ASSIGNMENT>
Reproduce precisely the lines between the start of the data below and the line with "use wavemerge_io::read_waveseq;", both included.
----- DATA FOR ANALYSIS
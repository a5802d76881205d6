//! Correlation offset between two frames of a wave file.

use std::path::PathBuf;

use clap::Args;
use wavemerge_core::correlate_offset;
use wavemerge_io::read_waveseq;

/// Find the rotation that best aligns one frame with another.
#[derive(Args)]
pub struct CorrelateArgs {
    /// Wave file
    pub input: PathBuf,

    /// Index of the reference frame
    pub fixed: usize,

    /// Index of the frame to rotate
    pub sweep: usize,
}

/// Run the correlate command.
pub fn run(args: CorrelateArgs) -> anyhow::Result<()> {
    let waves = read_waveseq(&args.input)?;
    let frame = |index: usize| {
        waves.get(index).ok_or_else(|| {
            anyhow::anyhow!("frame {index} out of range ({} frames)", waves.len())
        })
    };

    let offset = correlate_offset(frame(args.fixed)?, frame(args.sweep)?)?;
    println!("{offset}");
    Ok(())
}
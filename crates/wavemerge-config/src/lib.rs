//! Merge sessions for wavemerge.
//!
//! A session is a TOML file naming the merge settings, an optional transfer
//! function, and the instruments to merge. Instrument waves live either in
//! separate wave files (resolved relative to the session file) or inline.
//!
//! # Example
//!
//! ```rust,no_run
//! use std::path::Path;
//! use wavemerge_config::Session;
//!
//! let session = Session::load("bass.toml").unwrap();
//! let merged = session.merge(Path::new(".")).unwrap();
//! println!("{} frames of {} samples", merged.len(), session.nsamp);
//! ```

mod error;
mod session;

pub use error::ConfigError;
pub use session::{InstrumentConfig, Session, TransferSpec};
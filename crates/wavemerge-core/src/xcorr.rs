//! Circular cross-correlation and phase alignment of single-cycle waves.
//!
//! Two waves of one period each are compared under every cyclic shift:
//!
//! ```text
//! R[k] = Σ_n fixed[n + k] · sweep[n]        (indices mod N)
//!      = Re( IFFT( FFT(fixed) · conj(FFT(sweep)) ) )[k]
//! ```
//!
//! If `sweep` is `fixed` rotated right by `j` samples, `R` peaks at
//! `k = N - j`, and rotating `sweep` right by that `k` lines it back up
//! with `fixed`.

use crate::error::{MergeError, Result};
use crate::fft::Fft;
use rustfft::num_complex::Complex64;

/// Relative spread within which correlation values count as the same peak.
///
/// FFT rounding can split an exact tie by a few ulps; values this close are
/// treated as equal so the first lag wins, as it would in exact arithmetic.
const TIE_TOLERANCE: f64 = 1e-9;

/// Circular cross-correlation of two equal-length waves.
pub fn correlate(fixed: &[f64], sweep: &[f64]) -> Result<Vec<f64>> {
    if fixed.len() != sweep.len() {
        return Err(MergeError::shape("correlate", fixed.len(), sweep.len()));
    }
    if fixed.is_empty() {
        return Err(MergeError::degenerate("cannot correlate empty waves"));
    }

    let n = fixed.len();
    let fft = Fft::new(n);

    let mut buf_fixed: Vec<Complex64> = fixed.iter().map(|&v| Complex64::new(v, 0.0)).collect();
    let mut buf_sweep: Vec<Complex64> = sweep.iter().map(|&v| Complex64::new(v, 0.0)).collect();

    fft.forward_complex(&mut buf_fixed);
    fft.forward_complex(&mut buf_sweep);

    for (f, s) in buf_fixed.iter_mut().zip(buf_sweep.iter()) {
        *f *= s.conj();
    }

    fft.inverse_complex(&mut buf_fixed);

    Ok(buf_fixed.iter().map(|c| c.re).collect())
}

/// Rotation (in samples) that best aligns `sweep` with `fixed`.
///
/// Returns the first offset of maximum signed correlation. Fails with
/// [`MergeError::PhaseInversion`] when the first offset of maximum
/// *absolute* correlation is a different lag: some rotation of the inverted
/// sweep matches at least as well, so rotation alone cannot settle the
/// alignment. This includes every wave whose negation is one of its own
/// rotations (squares, sines), correlated against its negation.
pub fn correlate_offset(fixed: &[f64], sweep: &[f64]) -> Result<usize> {
    let corrs = correlate(fixed, sweep)?;

    let signed_peak = first_peak(&corrs);
    let magnitudes: Vec<f64> = corrs.iter().map(|c| c.abs()).collect();
    let absolute_peak = first_peak(&magnitudes);

    if absolute_peak != signed_peak {
        return Err(MergeError::PhaseInversion {
            signed_peak,
            absolute_peak,
        });
    }

    Ok(signed_peak)
}

/// Greedily rotate every wave into best agreement with its aligned predecessor.
///
/// The first wave is the unrotated reference.
pub fn align_waves(waveseq: &[Vec<f64>]) -> Result<Vec<Vec<f64>>> {
    let mut out: Vec<Vec<f64>> = Vec::with_capacity(waveseq.len());

    for wave in waveseq {
        let aligned = match out.last() {
            None => wave.clone(),
            Some(previous) => rotate(wave, correlate_offset(previous, wave)?),
        };
        out.push(aligned);
    }

    Ok(out)
}

/// Rotate right by `offset` samples: `out[(i + offset) % n] = wave[i]`.
pub fn rotate<T: Clone>(wave: &[T], offset: usize) -> Vec<T> {
    let mut out = wave.to_vec();
    if !out.is_empty() {
        let len = out.len();
        out.rotate_right(offset % len);
    }
    out
}

/// First index whose value reaches the maximum, up to [`TIE_TOLERANCE`].
fn first_peak(values: &[f64]) -> usize {
    let max = values.iter().copied().fold(f64::NEG_INFINITY, f64::max);
    let scale = values.iter().fold(0.0f64, |m, v| m.max(v.abs()));
    let floor = max - TIE_TOLERANCE * scale;
    values.iter().position(|&v| v >= floor).unwrap_or(0)
}
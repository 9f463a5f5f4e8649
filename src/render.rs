use crate::{
	diff::{Differ, Mounted},
	Child, Dom,
};
use core::cell::RefCell;
use tracing::{info, instrument, trace};

/// What was last rendered into a container.
struct MountRecord<N> {
	container: N,
	children: Vec<Mounted<N>>,
}

/// Renders [`VNode`](`crate::VNode`) trees into containers of a [`Dom`] host.
///
/// Each container has a mount record, created by its first [`render`](`Renderer::render`),
/// replaced by each further one and discarded only through [`unmount`](`Renderer::unmount`)
/// (or by dropping the [`Renderer`]).
///
/// # Re-entrancy
///
/// The mount records are borrowed only briefly at the start and end of a render pass,
/// so event handlers may call [`render`](`Renderer::render`) again, including for the same container.
/// Overlapping passes over the *same* container leave it in an unspecified (but memory-safe) state.
pub struct Renderer<D: Dom> {
	dom: D,
	mounts: RefCell<Vec<MountRecord<D::Node>>>,
}

impl<D: Dom> Renderer<D> {
	#[must_use]
	pub fn new(dom: D) -> Self {
		Self {
			dom,
			mounts: RefCell::default(),
		}
	}

	pub fn dom(&self) -> &D {
		&self.dom
	}

	/// Synchronizes the children of `container` with `vnode`.
	///
	/// `vnode` may also be a primitive, which renders as a single text node, a list, or nothing at all.
	/// Once this returns, the DOM fully reflects `vnode`.
	///
	/// # Preconditions
	///
	/// Sibling keys must be unique. Duplicates lead to an unspecified (but consistent and memory-safe) DOM.
	/// Nodes in `container` that weren't rendered by this [`Renderer`] must not be placed between rendered ones.
	#[instrument(skip(self, vnode))]
	pub fn render(&self, vnode: impl Into<Child>, container: &D::Node) {
		let previous = self.take_record(container);
		if previous.is_none() {
			trace!("First render into this container.");
		}

		let namespace = self.dom.namespace(container);
		let children = Differ::new(&self.dom).diff_children(container, namespace, previous.unwrap_or_default(), vnode.into().normalize());

		{
			let mut mounts = self.mounts.borrow_mut();
			// A re-entrant pass may have stored a record in the meantime. The outer pass wins.
			mounts.retain(|record| &record.container != container);
			mounts.push(MountRecord {
				container: container.clone(),
				children,
			});
			info!("Mounted container count: {}", mounts.len());
		}

		self.dom.flush();
	}

	/// Removes everything rendered into `container` and discards its mount record.
	///
	/// Refs of removed elements are cleared and their event listeners are removed.
	/// Returns whether there was a mount record.
	#[instrument(skip(self))]
	pub fn unmount(&self, container: &D::Node) -> bool {
		match self.take_record(container) {
			Some(children) => {
				Differ::new(&self.dom).unmount_all(children);
				self.dom.flush();
				true
			}
			None => false,
		}
	}

	/// Discards the mount record of `container` without touching the DOM.
	///
	/// The next [`render`](`Renderer::render`) into `container` starts from scratch,
	/// so whatever was rendered before should be gone by then.
	/// Refs of the forgotten elements keep their nodes.
	///
	/// Returns whether there was a mount record.
	pub fn forget(&self, container: &D::Node) -> bool {
		let forgotten = self.take_record(container).is_some();
		trace!(forgotten, "Forgetting container.");
		forgotten
	}

	#[must_use]
	pub fn is_mounted(&self, container: &D::Node) -> bool {
		self.mounts.borrow().iter().any(|record| &record.container == container)
	}

	fn take_record(&self, container: &D::Node) -> Option<Vec<Mounted<D::Node>>> {
		let mut mounts = self.mounts.borrow_mut();
		let i = mounts.iter().position(|record| &record.container == container)?;
		Some(mounts.swap_remove(i).children)
	}
}
#![doc(html_root_url = "https://docs.rs/twig-dom/0.0.1")]
#![warn(clippy::pedantic)]
#![allow(clippy::module_name_repetitions)]

#[cfg(doctest)]
pub mod readme {
	doc_comment::doctest!("../README.md");
}

mod diff;
pub mod dom;
pub mod props;
mod rc_hash_map;
mod render;
pub mod tags;
pub mod vnode;
pub mod web;

pub use crate::{
	dom::Dom,
	render::Renderer,
	vnode::{h, Child, Element, Fragment, Handler, Key, NodeRef, NodeType, PropValue, Props, VNode},
};
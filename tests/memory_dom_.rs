//! An in-memory [`Dom`] host, a call-logging decorator for any host, and a deterministic serializer.
#![allow(dead_code)]

use std::{cell::RefCell, convert::Infallible, rc::Rc};
use twig_dom::{dom::Dom, tags::Namespace, Handler, PropValue};

#[derive(Debug, Clone, Copy, PartialEq, Eq, Hash)]
pub struct NodeId(usize);

/// The event object [`MemoryDom::dispatch`] passes to handlers.
#[derive(Debug)]
pub struct MemoryEvent {
	pub kind: String,
}

#[derive(Debug)]
enum Data {
	Element {
		tag: String,
		namespace: Namespace,
		attributes: Vec<(String, String)>,
		properties: Vec<(String, PropValue)>,
		listeners: Vec<(String, Handler)>,
	},
	Text(String),
}

#[derive(Debug)]
struct NodeData {
	data: Data,
	parent: Option<NodeId>,
	children: Vec<NodeId>,
}

#[derive(Debug, Clone, Default)]
pub struct MemoryDom {
	nodes: Rc<RefCell<Vec<NodeData>>>,
}

/// Elements with a native live `value` (and `checked`, for `input`) property.
fn has_native_property(tag: &str, name: &str) -> bool {
	match name {
		"checked" => tag == "input",
		"value" => matches!(tag, "input" | "textarea" | "select" | "option" | "button" | "output" | "data" | "li" | "meter" | "progress" | "param"),
		_ => false,
	}
}

impl MemoryDom {
	pub fn new() -> Self {
		Self::default()
	}

	fn push(&self, data: Data) -> NodeId {
		let mut nodes = self.nodes.borrow_mut();
		nodes.push(NodeData { data, parent: None, children: Vec::new() });
		NodeId(nodes.len() - 1)
	}

	/// A detached `<div>` to render into.
	pub fn container(&self) -> NodeId {
		self.create_element(Namespace::Html, "div").unwrap()
	}

	fn detach(nodes: &mut [NodeData], node: NodeId) {
		if let Some(parent) = nodes[node.0].parent.take() {
			nodes[parent.0].children.retain(|&child| child != node);
		}
	}

	pub fn children(&self, node: NodeId) -> Vec<NodeId> {
		self.nodes.borrow()[node.0].children.clone()
	}

	pub fn first_child(&self, node: NodeId) -> Option<NodeId> {
		self.children(node).first().copied()
	}

	pub fn last_child(&self, node: NodeId) -> Option<NodeId> {
		self.children(node).last().copied()
	}

	pub fn parent(&self, node: NodeId) -> Option<NodeId> {
		self.nodes.borrow()[node.0].parent
	}

	pub fn tag(&self, node: NodeId) -> Option<String> {
		match &self.nodes.borrow()[node.0].data {
			Data::Element { tag, .. } => Some(tag.clone()),
			Data::Text(_) => None,
		}
	}

	pub fn element_namespace(&self, node: NodeId) -> Option<Namespace> {
		match &self.nodes.borrow()[node.0].data {
			Data::Element { namespace, .. } => Some(*namespace),
			Data::Text(_) => None,
		}
	}

	pub fn attributes(&self, node: NodeId) -> Vec<(String, String)> {
		match &self.nodes.borrow()[node.0].data {
			Data::Element { attributes, .. } => attributes.clone(),
			Data::Text(_) => Vec::new(),
		}
	}

	pub fn attribute(&self, node: NodeId, name: &str) -> Option<String> {
		self.attributes(node).into_iter().find(|(n, _)| n == name).map(|(_, value)| value)
	}

	pub fn property(&self, node: NodeId, name: &str) -> Option<PropValue> {
		match &self.nodes.borrow()[node.0].data {
			Data::Element { properties, .. } => properties.iter().find(|(n, _)| n == name).map(|(_, value)| value.clone()),
			Data::Text(_) => None,
		}
	}

	pub fn listener_count(&self, node: NodeId) -> usize {
		match &self.nodes.borrow()[node.0].data {
			Data::Element { listeners, .. } => listeners.len(),
			Data::Text(_) => 0,
		}
	}

	pub fn text_content(&self, node: NodeId) -> String {
		let nodes = self.nodes.borrow();
		let mut out = String::new();
		fn collect(nodes: &[NodeData], node: NodeId, out: &mut String) {
			match &nodes[node.0].data {
				Data::Text(text) => out.push_str(text),
				Data::Element { .. } => {
					for &child in &nodes[node.0].children {
						collect(nodes, child, out)
					}
				}
			}
		}
		collect(&nodes, node, &mut out);
		out
	}

	/// Calls the listeners for `kind` on `node`. Returns how many were called.
	///
	/// No borrow is held while handlers run, so they may render again.
	pub fn dispatch(&self, node: NodeId, kind: &str) -> usize {
		let handlers: Vec<Handler> = match &self.nodes.borrow()[node.0].data {
			Data::Element { listeners, .. } => listeners.iter().filter(|(event, _)| event == kind).map(|(_, handler)| handler.clone()).collect(),
			Data::Text(_) => Vec::new(),
		};
		let event = MemoryEvent { kind: kind.to_owned() };
		for handler in &handlers {
			handler.call(&event)
		}
		handlers.len()
	}

	pub fn click(&self, node: NodeId) -> usize {
		self.dispatch(node, "click")
	}

	/// The serialized children of `node`: Attributes sorted by name, empty `class` dropped,
	/// `&` encoded, SVG path data normalized, and no children for void elements and `textarea`.
	pub fn serialize_html(&self, node: NodeId) -> String {
		let nodes = self.nodes.borrow();
		let mut out = String::new();
		for &child in &nodes[node.0].children {
			serialize_node(&nodes, child, &mut out)
		}
		out
	}
}

const VOID_ELEMENTS: [&str; 14] = ["area", "base", "br", "col", "embed", "hr", "img", "input", "link", "meta", "param", "source", "track", "wbr"];

fn encode_entities(text: &str) -> String {
	text.replace('&', "&amp;")
}

/// Some browsers insert spaces around path commands, others don't.
fn normalize_path(path: &str) -> String {
	let chars: Vec<char> = path.chars().collect();
	let mut out = String::new();
	for (i, &c) in chars.iter().enumerate() {
		if c.is_ascii_alphabetic() {
			if i == 0 {
				out.push(c);
				out.push(' ');
			} else {
				if chars[i - 1] != ' ' {
					out.push(' ');
				}
				out.push(c);
				if i < chars.len() - 1 {
					out.push(' ');
				}
			}
		} else if c == '-' && (i == 0 || chars[i - 1] != ' ') {
			out.push(' ');
			out.push(c);
		} else {
			out.push(c);
		}
	}
	let mut collapsed = String::with_capacity(out.len());
	let mut pending = String::new();
	for c in out.chars() {
		if c.is_whitespace() {
			pending.push(c);
			continue;
		}
		flush_whitespace(&mut pending, &mut collapsed);
		collapsed.push(c);
	}
	flush_whitespace(&mut pending, &mut collapsed);
	collapsed.replace('z', "Z")
}

/// Collapses runs of two or more whitespace characters into one space.
fn flush_whitespace(pending: &mut String, out: &mut String) {
	if pending.chars().count() > 1 {
		out.push(' ');
	} else {
		out.push_str(pending);
	}
	pending.clear();
}

fn serialize_node(nodes: &[NodeData], node: NodeId, out: &mut String) {
	match &nodes[node.0].data {
		Data::Text(text) => out.push_str(&encode_entities(text)),
		Data::Element { tag, attributes, .. } => {
			out.push('<');
			out.push_str(tag);
			let mut attributes = attributes.clone();
			attributes.sort_by(|(a, _), (b, _)| a.cmp(b));
			for (name, value) in attributes {
				if value.is_empty() && name == "class" {
					continue;
				}
				let mut value = encode_entities(&value);
				if tag == "path" && name == "d" {
					value = normalize_path(&value);
				}
				out.push_str(&format!(" {}=\"{}\"", name, value));
			}
			out.push('>');

			if !VOID_ELEMENTS.contains(&tag.as_str()) {
				if tag != "textarea" {
					for &child in &nodes[node.0].children {
						serialize_node(nodes, child, out)
					}
				}
				out.push_str(&format!("</{}>", tag));
			}
		}
	}
}

impl Dom for MemoryDom {
	type Node = NodeId;
	type Error = Infallible;

	fn create_element(&self, namespace: Namespace, tag: &str) -> Result<NodeId, Infallible> {
		Ok(self.push(Data::Element {
			tag: tag.to_owned(),
			namespace,
			attributes: Vec::new(),
			properties: Vec::new(),
			listeners: Vec::new(),
		}))
	}

	fn create_text_node(&self, data: &str) -> NodeId {
		self.push(Data::Text(data.to_owned()))
	}

	fn set_text_data(&self, text: &NodeId, data: &str) {
		if let Data::Text(text) = &mut self.nodes.borrow_mut()[text.0].data {
			*text = data.to_owned();
		}
	}

	fn insert_before(&self, parent: &NodeId, node: &NodeId, anchor: Option<&NodeId>) -> Result<(), Infallible> {
		let mut nodes = self.nodes.borrow_mut();
		Self::detach(&mut nodes, *node);
		let siblings = &mut nodes[parent.0].children;
		let index = match anchor {
			Some(anchor) => siblings.iter().position(|child| child == anchor).expect("anchor is not a child of parent"),
			None => siblings.len(),
		};
		siblings.insert(index, *node);
		nodes[node.0].parent = Some(*parent);
		Ok(())
	}

	fn remove(&self, node: &NodeId) {
		Self::detach(&mut self.nodes.borrow_mut(), *node)
	}

	fn next_sibling(&self, node: &NodeId) -> Option<NodeId> {
		let nodes = self.nodes.borrow();
		let siblings = &nodes[nodes[node.0].parent?.0].children;
		let index = siblings.iter().position(|child| child == node)?;
		siblings.get(index + 1).copied()
	}

	fn set_attribute(&self, element: &NodeId, name: &str, value: &str) -> Result<(), Infallible> {
		if let Data::Element { attributes, .. } = &mut self.nodes.borrow_mut()[element.0].data {
			match attributes.iter_mut().find(|(n, _)| n == name) {
				Some((_, existing)) => *existing = value.to_owned(),
				None => attributes.push((name.to_owned(), value.to_owned())),
			}
		}
		Ok(())
	}

	fn remove_attribute(&self, element: &NodeId, name: &str) -> Result<(), Infallible> {
		if let Data::Element { attributes, .. } = &mut self.nodes.borrow_mut()[element.0].data {
			attributes.retain(|(n, _)| n != name);
		}
		Ok(())
	}

	fn has_property(&self, element: &NodeId, name: &str) -> bool {
		self.tag(*element).map_or(false, |tag| has_native_property(&tag, name))
	}

	fn set_property(&self, element: &NodeId, name: &str, value: &PropValue) -> Result<(), Infallible> {
		if let Data::Element { properties, .. } = &mut self.nodes.borrow_mut()[element.0].data {
			match properties.iter_mut().find(|(n, _)| n == name) {
				Some((_, existing)) => *existing = value.clone(),
				None => properties.push((name.to_owned(), value.clone())),
			}
		}
		Ok(())
	}

	fn add_listener(&self, element: &NodeId, event: &str, handler: &Handler) -> Result<(), Infallible> {
		if let Data::Element { listeners, .. } = &mut self.nodes.borrow_mut()[element.0].data {
			// Like `addEventListener`, identical registrations are ignored.
			if !listeners.iter().any(|(e, h)| e == event && h.ptr_eq(handler)) {
				listeners.push((event.to_owned(), handler.clone()));
			}
		}
		Ok(())
	}

	fn remove_listener(&self, element: &NodeId, event: &str, handler: &Handler) -> Result<(), Infallible> {
		if let Data::Element { listeners, .. } = &mut self.nodes.borrow_mut()[element.0].data {
			listeners.retain(|(e, h)| !(e == event && h.ptr_eq(handler)));
		}
		Ok(())
	}

	fn namespace(&self, node: &NodeId) -> Namespace {
		self.element_namespace(*node).unwrap_or_default()
	}
}

/// Describes nodes for [`LoggingDom`] records.
pub trait Describe: Dom {
	fn describe_node(&self, node: &Self::Node) -> String;
}

impl Describe for MemoryDom {
	/// `#text` for text nodes, `<tag>` followed by the text content for elements.
	fn describe_node(&self, node: &NodeId) -> String {
		match self.tag(*node) {
			Some(tag) => format!("<{}>{}", tag, self.text_content(*node)),
			None => "#text".to_owned(),
		}
	}
}

/// Records `insertBefore` and `remove` calls before forwarding them to the wrapped host.
///
/// Records look like `<ol>ab.insertBefore(<li>c, Null)` and `<li>d.remove()`.
#[derive(Debug, Clone, Default)]
pub struct LoggingDom<D> {
	inner: D,
	log: Rc<RefCell<Vec<String>>>,
}

impl<D: Describe> LoggingDom<D> {
	pub fn new(inner: D) -> Self {
		Self { inner, log: Rc::default() }
	}

	pub fn inner(&self) -> &D {
		&self.inner
	}

	pub fn take_log(&self) -> Vec<String> {
		self.log.borrow_mut().drain(..).collect()
	}

	pub fn clear_log(&self) {
		self.log.borrow_mut().clear()
	}
}

impl<D: Describe> Dom for LoggingDom<D> {
	type Node = D::Node;
	type Error = D::Error;

	fn create_element(&self, namespace: Namespace, tag: &str) -> Result<Self::Node, Self::Error> {
		self.inner.create_element(namespace, tag)
	}

	fn create_text_node(&self, data: &str) -> Self::Node {
		self.inner.create_text_node(data)
	}

	fn set_text_data(&self, text: &Self::Node, data: &str) {
		self.inner.set_text_data(text, data)
	}

	fn insert_before(&self, parent: &Self::Node, node: &Self::Node, anchor: Option<&Self::Node>) -> Result<(), Self::Error> {
		let record = format!(
			"{}.insertBefore({}, {})",
			self.inner.describe_node(parent),
			self.inner.describe_node(node),
			anchor.map_or_else(|| "Null".to_owned(), |anchor| self.inner.describe_node(anchor)),
		);
		self.log.borrow_mut().push(record);
		self.inner.insert_before(parent, node, anchor)
	}

	fn remove(&self, node: &Self::Node) {
		let record = format!("{}.remove()", self.inner.describe_node(node));
		self.log.borrow_mut().push(record);
		self.inner.remove(node)
	}

	fn next_sibling(&self, node: &Self::Node) -> Option<Self::Node> {
		self.inner.next_sibling(node)
	}

	fn set_attribute(&self, element: &Self::Node, name: &str, value: &str) -> Result<(), Self::Error> {
		self.inner.set_attribute(element, name, value)
	}

	fn remove_attribute(&self, element: &Self::Node, name: &str) -> Result<(), Self::Error> {
		self.inner.remove_attribute(element, name)
	}

	fn has_property(&self, element: &Self::Node, name: &str) -> bool {
		self.inner.has_property(element, name)
	}

	fn set_property(&self, element: &Self::Node, name: &str, value: &PropValue) -> Result<(), Self::Error> {
		self.inner.set_property(element, name, value)
	}

	fn add_listener(&self, element: &Self::Node, event: &str, handler: &Handler) -> Result<(), Self::Error> {
		self.inner.add_listener(element, event, handler)
	}

	fn remove_listener(&self, element: &Self::Node, event: &str, handler: &Handler) -> Result<(), Self::Error> {
		self.inner.remove_listener(element, event, handler)
	}

	fn namespace(&self, node: &Self::Node) -> Namespace {
		self.inner.namespace(node)
	}

	fn flush(&self) {
		self.inner.flush()
	}
}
----------
TASK RESPONSE>
repository a5802d76881205d6
//! Correlation offset between two frames of a wave file.

use std::path::PathBuf;

use clap::Args;
use wavemerge_core::correlate_offset;
use wavemerge_io::read_waveseq;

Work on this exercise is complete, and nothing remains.